Proximity Binding and Metal Ion-Dependent DNAzyme Cyclic Amplification-Integrated Aptasensor for Label-Free and Sensitive Electrochemical Detection of Thrombin.

Abstract

Thrombin plays important roles for the diagnosis of neurodegenerative and cardiovascular diseases. By integrating proximity binding-induced strand displacement and metal ion-dependent DNAzyme recycling amplification, we demonstrate here the development of a simple and sensitive strategy for the detection of thrombin in human serums. The binding of the two distinct aptamers to the thrombin targets increases the local concentration of the aptamers and facilitates the release of the enzymatic sequences through proximity binding-induced strand displacement. The liberated enzymatic sequences further hybridize with the G-quadruplex containing and hairpin-structured substrate sequences on the sensor electrode to form the metal-ion dependent DNAzymes.
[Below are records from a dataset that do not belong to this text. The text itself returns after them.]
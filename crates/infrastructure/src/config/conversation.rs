//! Conversation and synthesis-cache configuration.

use std::time::Duration;

use application::TurnControllerConfig;
use serde::{Deserialize, Serialize};

/// Conversation limits, deadlines and fixed lines
#[derive(Debug, Clone, Serialize, Deserialize)]
pub struct ConversationConfig {
    /// Counted rounds per call, greeting included
    #[serde(default = "default_max_turns")]
    pub max_turns: u32,

    /// Silent exchanges tolerated before hanging up
    #[serde(default = "default_max_reprompts")]
    pub max_reprompts: u32,

    /// Transcript lines passed to the generator
    #[serde(default = "default_history_window")]
    pub history_window: usize,

    /// Transcript lines kept per call
    #[serde(default = "default_max_transcript_entries")]
    pub max_transcript_entries: usize,

    /// Reply length cap in characters (0 = unlimited)
    #[serde(default = "default_max_reply_chars")]
    pub max_reply_chars: usize,

    #[serde(default = "default_generation_timeout_ms")]
    pub generation_timeout_ms: u64,

    #[serde(default = "default_synthesis_timeout_ms")]
    pub synthesis_timeout_ms: u64,

    /// Idle time after which a call's session is dropped
    #[serde(default = "default_session_idle_timeout_secs")]
    pub session_idle_timeout_secs: u64,

    /// Upper bound on concurrently tracked calls
    #[serde(default = "default_max_sessions")]
    pub max_sessions: u64,

    #[serde(default)]
    pub greeting: Option<String>,
    #[serde(default)]
    pub reprompt: Option<String>,
    #[serde(default)]
    pub goodbye: Option<String>,
    #[serde(default)]
    pub closing: Option<String>,
    #[serde(default)]
    pub apology: Option<String>,
    #[serde(default)]
    pub unavailable: Option<String>,
}

const fn default_max_turns() -> u32 {
    3
}

const fn default_max_reprompts() -> u32 {
    2
}

const fn default_history_window() -> usize {
    6
}

const fn default_max_transcript_entries() -> usize {
    20
}

const fn default_max_reply_chars() -> usize {
    320
}

const fn default_generation_timeout_ms() -> u64 {
    4000
}

const fn default_synthesis_timeout_ms() -> u64 {
    5000
}

const fn default_session_idle_timeout_secs() -> u64 {
    900
}

const fn default_max_sessions() -> u64 {
    10_000
}

impl Default for ConversationConfig {
    fn default() -> Self {
        Self {
            max_turns: default_max_turns(),
            max_reprompts: default_max_reprompts(),
            history_window: default_history_window(),
            max_transcript_entries: default_max_transcript_entries(),
            max_reply_chars: default_max_reply_chars(),
            generation_timeout_ms: default_generation_timeout_ms(),
            synthesis_timeout_ms: default_synthesis_timeout_ms(),
            session_idle_timeout_secs: default_session_idle_timeout_secs(),
            max_sessions: default_max_sessions(),
            greeting: None,
            reprompt: None,
            goodbye: None,
            closing: None,
            apology: None,
            unavailable: None,
        }
    }
}

impl ConversationConfig {
    pub const fn session_idle_timeout(&self) -> Duration {
        Duration::from_secs(self.session_idle_timeout_secs)
    }

    /// Controller settings, keeping built-in lines where none are configured
    pub fn controller_config(&self) -> TurnControllerConfig {
        let defaults = TurnControllerConfig::default();
        let line = |configured: Option<&str>, fallback: String| {
            configured
                .map(str::trim)
                .filter(|text| !text.is_empty())
                .map_or(fallback, ToString::to_string)
        };

        TurnControllerConfig {
            max_turns: self.max_turns,
            max_reprompts: self.max_reprompts,
            history_window: self.history_window,
            max_transcript_entries: self.max_transcript_entries,
            max_reply_chars: self.max_reply_chars,
            generation_timeout: Duration::from_millis(self.generation_timeout_ms),
            synthesis_timeout: Duration::from_millis(self.synthesis_timeout_ms),
            greeting: line(self.greeting.as_deref(), defaults.greeting),
            reprompt: line(self.reprompt.as_deref(), defaults.reprompt),
            goodbye: line(self.goodbye.as_deref(), defaults.goodbye),
            closing: line(self.closing.as_deref(), defaults.closing),
            apology: line(self.apology.as_deref(), defaults.apology),
            unavailable: line(self.unavailable.as_deref(), defaults.unavailable),
        }
    }
}

/// Synthesis cache configuration
#[derive(Debug, Clone, Copy, Serialize, Deserialize)]
pub struct ClipConfig {
    /// Seconds a clip stays fetchable
    #[serde(default = "default_clip_ttl_secs")]
    pub ttl_secs: u64,

    /// Clips held at once, oldest evicted first
    #[serde(default = "default_max_clips")]
    pub max_clips: usize,

    /// Successful fetches before a clip is dropped
    #[serde(default = "default_max_fetches")]
    pub max_fetches: u32,
}

const fn default_clip_ttl_secs() -> u64 {
    300
}

const fn default_max_clips() -> usize {
    256
}

const fn default_max_fetches() -> u32 {
    2
}

impl Default for ClipConfig {
    fn default() -> Self {
        Self {
            ttl_secs: default_clip_ttl_secs(),
            max_clips: default_max_clips(),
            max_fetches: default_max_fetches(),
        }
    }
}

impl ClipConfig {
    pub const fn ttl(&self) -> Duration {
        Duration::from_secs(self.ttl_secs)
    }
}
Subsequently, the metal ions catalyze the cleavage of the substrate sequences to unlock the G-quadruplex forming sequences and to release the enzymatic sequences to trigger another cleavage cycle. Such metal ion-dependent DNAzyme recycling amplification leads to the formation of many active G-quadruplex forming sequences, which associate with hemin to form G-quadruplex/hemin complexes on the electrode surface. Direct electron transfer of hemin to the electrode during the potential scan can thus generate significantly amplified current for sensitive detection of thrombin at the low picomolar level. The work demonstrated here can thus offer new opportunities for the development of convenient signal amplification strategies for detecting various protein targets.